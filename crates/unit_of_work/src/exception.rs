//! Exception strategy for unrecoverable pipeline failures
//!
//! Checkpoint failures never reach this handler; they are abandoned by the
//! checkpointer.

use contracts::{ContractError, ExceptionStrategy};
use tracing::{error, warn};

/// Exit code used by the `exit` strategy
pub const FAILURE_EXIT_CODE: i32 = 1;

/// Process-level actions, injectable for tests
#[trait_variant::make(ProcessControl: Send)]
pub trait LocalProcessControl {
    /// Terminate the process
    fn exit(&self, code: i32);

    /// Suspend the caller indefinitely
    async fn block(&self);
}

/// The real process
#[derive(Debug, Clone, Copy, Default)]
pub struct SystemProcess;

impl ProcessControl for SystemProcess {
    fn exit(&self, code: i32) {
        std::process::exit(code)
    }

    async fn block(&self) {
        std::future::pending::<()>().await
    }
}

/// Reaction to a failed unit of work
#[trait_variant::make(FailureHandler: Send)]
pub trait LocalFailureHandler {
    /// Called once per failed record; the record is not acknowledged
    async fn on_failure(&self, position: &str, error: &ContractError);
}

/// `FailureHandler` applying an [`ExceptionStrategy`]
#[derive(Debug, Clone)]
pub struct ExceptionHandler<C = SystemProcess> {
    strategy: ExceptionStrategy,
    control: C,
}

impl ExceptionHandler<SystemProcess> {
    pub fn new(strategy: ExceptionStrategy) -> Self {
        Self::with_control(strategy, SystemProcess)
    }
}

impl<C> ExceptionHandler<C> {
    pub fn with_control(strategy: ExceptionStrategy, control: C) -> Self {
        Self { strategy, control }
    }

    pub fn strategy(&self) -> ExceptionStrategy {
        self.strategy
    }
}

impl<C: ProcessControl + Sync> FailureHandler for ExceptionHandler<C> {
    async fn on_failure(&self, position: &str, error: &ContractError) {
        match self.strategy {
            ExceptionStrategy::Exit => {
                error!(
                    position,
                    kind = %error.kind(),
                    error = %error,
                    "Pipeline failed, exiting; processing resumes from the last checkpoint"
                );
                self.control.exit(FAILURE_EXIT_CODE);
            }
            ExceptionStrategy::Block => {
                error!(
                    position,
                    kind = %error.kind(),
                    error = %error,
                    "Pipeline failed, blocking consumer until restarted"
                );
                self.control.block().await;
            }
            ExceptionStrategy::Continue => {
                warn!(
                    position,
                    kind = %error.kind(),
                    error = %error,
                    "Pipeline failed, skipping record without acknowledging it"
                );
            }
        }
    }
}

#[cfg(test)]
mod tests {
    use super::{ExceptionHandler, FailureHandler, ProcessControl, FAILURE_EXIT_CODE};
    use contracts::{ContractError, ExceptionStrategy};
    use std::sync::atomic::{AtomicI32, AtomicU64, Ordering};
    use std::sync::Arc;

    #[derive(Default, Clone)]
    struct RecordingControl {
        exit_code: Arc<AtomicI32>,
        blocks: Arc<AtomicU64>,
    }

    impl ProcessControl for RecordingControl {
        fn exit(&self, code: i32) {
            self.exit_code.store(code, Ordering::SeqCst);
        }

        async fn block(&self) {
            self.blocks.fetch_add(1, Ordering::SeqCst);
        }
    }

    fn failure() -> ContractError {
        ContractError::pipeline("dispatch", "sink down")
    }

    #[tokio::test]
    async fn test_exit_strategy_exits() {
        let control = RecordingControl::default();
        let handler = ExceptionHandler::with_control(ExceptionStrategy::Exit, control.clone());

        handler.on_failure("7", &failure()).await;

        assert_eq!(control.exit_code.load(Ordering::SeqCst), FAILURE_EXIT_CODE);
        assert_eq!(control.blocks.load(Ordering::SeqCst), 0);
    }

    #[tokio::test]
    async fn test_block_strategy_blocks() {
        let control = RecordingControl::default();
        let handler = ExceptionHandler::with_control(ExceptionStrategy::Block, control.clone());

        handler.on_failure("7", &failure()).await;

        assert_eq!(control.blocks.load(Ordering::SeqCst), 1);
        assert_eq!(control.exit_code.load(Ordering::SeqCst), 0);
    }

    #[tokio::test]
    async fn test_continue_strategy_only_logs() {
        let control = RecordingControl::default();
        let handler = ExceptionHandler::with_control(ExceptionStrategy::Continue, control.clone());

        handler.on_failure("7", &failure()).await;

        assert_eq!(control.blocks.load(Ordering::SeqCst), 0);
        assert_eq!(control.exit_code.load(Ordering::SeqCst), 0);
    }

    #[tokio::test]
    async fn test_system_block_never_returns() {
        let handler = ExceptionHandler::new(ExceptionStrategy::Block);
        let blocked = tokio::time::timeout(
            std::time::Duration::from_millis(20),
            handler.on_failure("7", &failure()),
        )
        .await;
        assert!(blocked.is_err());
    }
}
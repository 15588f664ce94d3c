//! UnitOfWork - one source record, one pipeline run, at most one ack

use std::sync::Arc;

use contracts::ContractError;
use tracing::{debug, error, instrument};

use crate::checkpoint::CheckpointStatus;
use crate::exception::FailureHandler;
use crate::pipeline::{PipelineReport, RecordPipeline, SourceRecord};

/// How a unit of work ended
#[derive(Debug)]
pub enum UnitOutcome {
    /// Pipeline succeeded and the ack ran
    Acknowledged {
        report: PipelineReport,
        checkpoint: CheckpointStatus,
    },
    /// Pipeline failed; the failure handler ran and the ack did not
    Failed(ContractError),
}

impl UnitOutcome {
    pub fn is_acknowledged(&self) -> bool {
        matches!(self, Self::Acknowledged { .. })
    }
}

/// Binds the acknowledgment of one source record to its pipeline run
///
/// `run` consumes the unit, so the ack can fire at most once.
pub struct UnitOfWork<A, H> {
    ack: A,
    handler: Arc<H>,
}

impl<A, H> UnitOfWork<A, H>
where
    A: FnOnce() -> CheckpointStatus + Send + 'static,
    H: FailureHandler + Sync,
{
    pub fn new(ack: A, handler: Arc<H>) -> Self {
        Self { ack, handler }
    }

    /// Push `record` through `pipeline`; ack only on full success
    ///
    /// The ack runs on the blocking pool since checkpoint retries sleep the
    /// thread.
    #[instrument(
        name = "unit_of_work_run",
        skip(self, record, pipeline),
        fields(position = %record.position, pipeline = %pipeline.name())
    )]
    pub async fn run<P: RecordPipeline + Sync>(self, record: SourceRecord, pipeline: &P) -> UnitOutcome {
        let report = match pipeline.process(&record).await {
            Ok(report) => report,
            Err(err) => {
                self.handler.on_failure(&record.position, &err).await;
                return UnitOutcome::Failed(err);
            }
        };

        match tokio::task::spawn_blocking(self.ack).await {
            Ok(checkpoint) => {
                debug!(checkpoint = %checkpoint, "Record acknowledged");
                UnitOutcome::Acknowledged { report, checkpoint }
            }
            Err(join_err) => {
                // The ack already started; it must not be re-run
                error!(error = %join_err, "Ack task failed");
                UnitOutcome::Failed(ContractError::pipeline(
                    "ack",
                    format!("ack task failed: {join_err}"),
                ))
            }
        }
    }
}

☆ ☆ ☆

From the first entry above to the last, repeat everything exactly.

» Expected answer:
filename crates/unit_of_work/src/exception.rs
//! Exception strategy for unrecoverable pipeline failures
//!
//! Checkpoint failures never reach this handler; they are abandoned by the
//! checkpointer.

use contracts::{ContractError, ExceptionStrategy};
use tracing::{error, warn};

/// Exit code used by the `exit` strategy
pub const FAILURE_EXIT_CODE: i32 = 1;

/// Process-level actions, injectable for tests
#[trait_variant::make(ProcessControl: Send)]
pub trait LocalProcessControl {
    /// Terminate the process
    fn exit(&self, code: i32);

    /// Suspend the caller indefinitely
    async fn block(&self);
}

/// The real process
#[derive(Debug, Clone, Copy, Default)]
pub struct SystemProcess;

impl ProcessControl for SystemProcess {
    fn exit(&self, code: i32) {
        std::process::exit(code)
    }

    async fn block(&self) {
        std::future::pending::<()>().await
    }
}

/// Reaction to a failed unit of work
#[trait_variant::make(FailureHandler: Send)]
pub trait LocalFailureHandler {
    /// Called once per failed record; the record is not acknowledged
    async fn on_failure(&self, position: &str, error: &ContractError);
}

/// `FailureHandler` applying an [`ExceptionStrategy`]
#[derive(Debug, Clone)]
pub struct ExceptionHandler<C = SystemProcess> {
    strategy: ExceptionStrategy,
    control: C,
}

impl ExceptionHandler<SystemProcess> {
    pub fn new(strategy: ExceptionStrategy) -> Self {
        Self::with_control(strategy, SystemProcess)
    }
}

impl<C> ExceptionHandler<C> {
    pub fn with_control(strategy: ExceptionStrategy, control: C) -> Self {
        Self { strategy, control }
    }

    pub fn strategy(&self) -> ExceptionStrategy {
        self.strategy
    }
}

impl<C: ProcessControl + Sync> FailureHandler for ExceptionHandler<C> {
    async fn on_failure(&self, position: &str, error: &ContractError) {
        match self.strategy {
            ExceptionStrategy::Exit => {
                error!(
                    position,
                    kind = %error.kind(),
                    error = %error,
                    "Pipeline failed, exiting; processing resumes from the last checkpoint"
                );
                self.control.exit(FAILURE_EXIT_CODE);
            }
            ExceptionStrategy::Block => {
                error!(
                    position,
                    kind = %error.kind(),
                    error = %error,
                    "Pipeline failed, blocking consumer until restarted"
                );
                self.control.block().await;
            }
            ExceptionStrategy::Continue => {
                warn!(
                    position,
                    kind = %error.kind(),
                    error = %error,
                    "Pipeline failed, skipping record without acknowledging it"
                );
            }
        }
    }
}

#[cfg(test)]
mod tests {
    use super::{ExceptionHandler, FailureHandler, ProcessControl, FAILURE_EXIT_CODE};
    use contracts::{ContractError, ExceptionStrategy};
    use std::sync::atomic::{AtomicI32, AtomicU64, Ordering};
    use std::sync::Arc;

    #[derive(Default, Clone)]
    struct RecordingControl {
        exit_code: Arc<AtomicI32>,
        blocks: Arc<AtomicU64>,
    }

    impl ProcessControl for RecordingControl {
        fn exit(&self, code: i32) {
            self.exit_code.store(code, Ordering::SeqCst);
        }

        async fn block(&self) {
            self.blocks.fetch_add(1, Ordering::SeqCst);
        }
    }

    fn failure() -> ContractError {
        ContractError::pipeline("dispatch", "sink down")
    }

    #[tokio::test]
    async fn test_exit_strategy_exits() {
        let control = RecordingControl::default();
        let handler = ExceptionHandler::with_control(ExceptionStrategy::Exit, control.clone());

        handler.on_failure("7", &failure()).await;

        assert_eq!(control.exit_code.load(Ordering::SeqCst), FAILURE_EXIT_CODE);
        assert_eq!(control.blocks.load(Ordering::SeqCst), 0);
    }

    #[tokio::test]
    async fn test_block_strategy_blocks() {
        let control = RecordingControl::default();
        let handler = ExceptionHandler::with_control(ExceptionStrategy::Block, control.clone());

        handler.on_failure("7", &failure()).await;

        assert_eq!(control.blocks.load(Ordering::SeqCst), 1);
        assert_eq!(control.exit_code.load(Ordering::SeqCst), 0);
    }

    #[tokio::test]
    async fn test_continue_strategy_only_logs() {
        let control = RecordingControl::default();
        let handler = ExceptionHandler::with_control(ExceptionStrategy::Continue, control.clone());

        handler.on_failure("7", &failure()).await;

        assert_eq!(control.blocks.load(Ordering::SeqCst), 0);
        assert_eq!(control.exit_code.load(Ordering::SeqCst), 0);
    }

    #[tokio::test]
    async fn test_system_block_never_returns() {
        let handler = ExceptionHandler::new(ExceptionStrategy::Block);
        let blocked = tokio::time::timeout(
            std::time::Duration::from_millis(20),
            handler.on_failure("7", &failure()),
        )
        .await;
        assert!(blocked.is_err());
    }
}
repository 15588f664ce94d3c
//! UnitOfWork - one source record, one pipeline run, at most one ack

use std::sync::Arc;

use contracts::ContractError;
use tracing::{debug, error, instrument};

use crate::checkpoint::CheckpointStatus;
use crate::exception::FailureHandler;
use crate::pipeline::{PipelineReport, RecordPipeline, SourceRecord};

/// How a unit of work ended
#[derive(Debug)]
pub enum UnitOutcome {
    /// Pipeline succeeded and the ack ran
    Acknowledged {
        report: PipelineReport,
        checkpoint: CheckpointStatus,
    },
    /// Pipeline failed; the failure handler ran and the ack did not
    Failed(ContractError),
}

impl UnitOutcome {
    pub fn is_acknowledged(&self) -> bool {
        matches!(self, Self::Acknowledged { .. })
    }
}

/// Binds the acknowledgment of one source record to its pipeline run
///
/// `run` consumes the unit, so the ack can fire at most once.
pub struct UnitOfWork<A, H> {
    ack: A,
    handler: Arc<H>,
}

impl<A, H> UnitOfWork<A, H>
where
    A: FnOnce() -> CheckpointStatus + Send + 'static,
    H: FailureHandler + Sync,
{
    pub fn new(ack: A, handler: Arc<H>) -> Self {
        Self { ack, handler }
    }

    /// Push `record` through `pipeline`; ack only on full success
    ///
    /// The ack runs on the blocking pool since checkpoint retries sleep the
    /// thread.
    #[instrument(
        name = "unit_of_work_run",
        skip(self, record, pipeline),
        fields(position = %record.position, pipeline = %pipeline.name())
    )]
    pub async fn run<P: RecordPipeline + Sync>(self, record: SourceRecord, pipeline: &P) -> UnitOutcome {
        let report = match pipeline.process(&record).await {
            Ok(report) => report,
            Err(err) => {
                self.handler.on_failure(&record.position, &err).await;
                return UnitOutcome::Failed(err);
            }
        };

        match tokio::task::spawn_blocking(self.ack).await {
            Ok(checkpoint) => {
                debug!(checkpoint = %checkpoint, "Record acknowledged");
                UnitOutcome::Acknowledged { report, checkpoint }
            }
            Err(join_err) => {
                // The ack already started; it must not be re-run
                error!(error = %join_err, "Ack task failed");
                UnitOutcome::Failed(ContractError::pipeline(
                    "ack",
                    format!("ack task failed: {join_err}"),
                ))
            }
        }
    }
}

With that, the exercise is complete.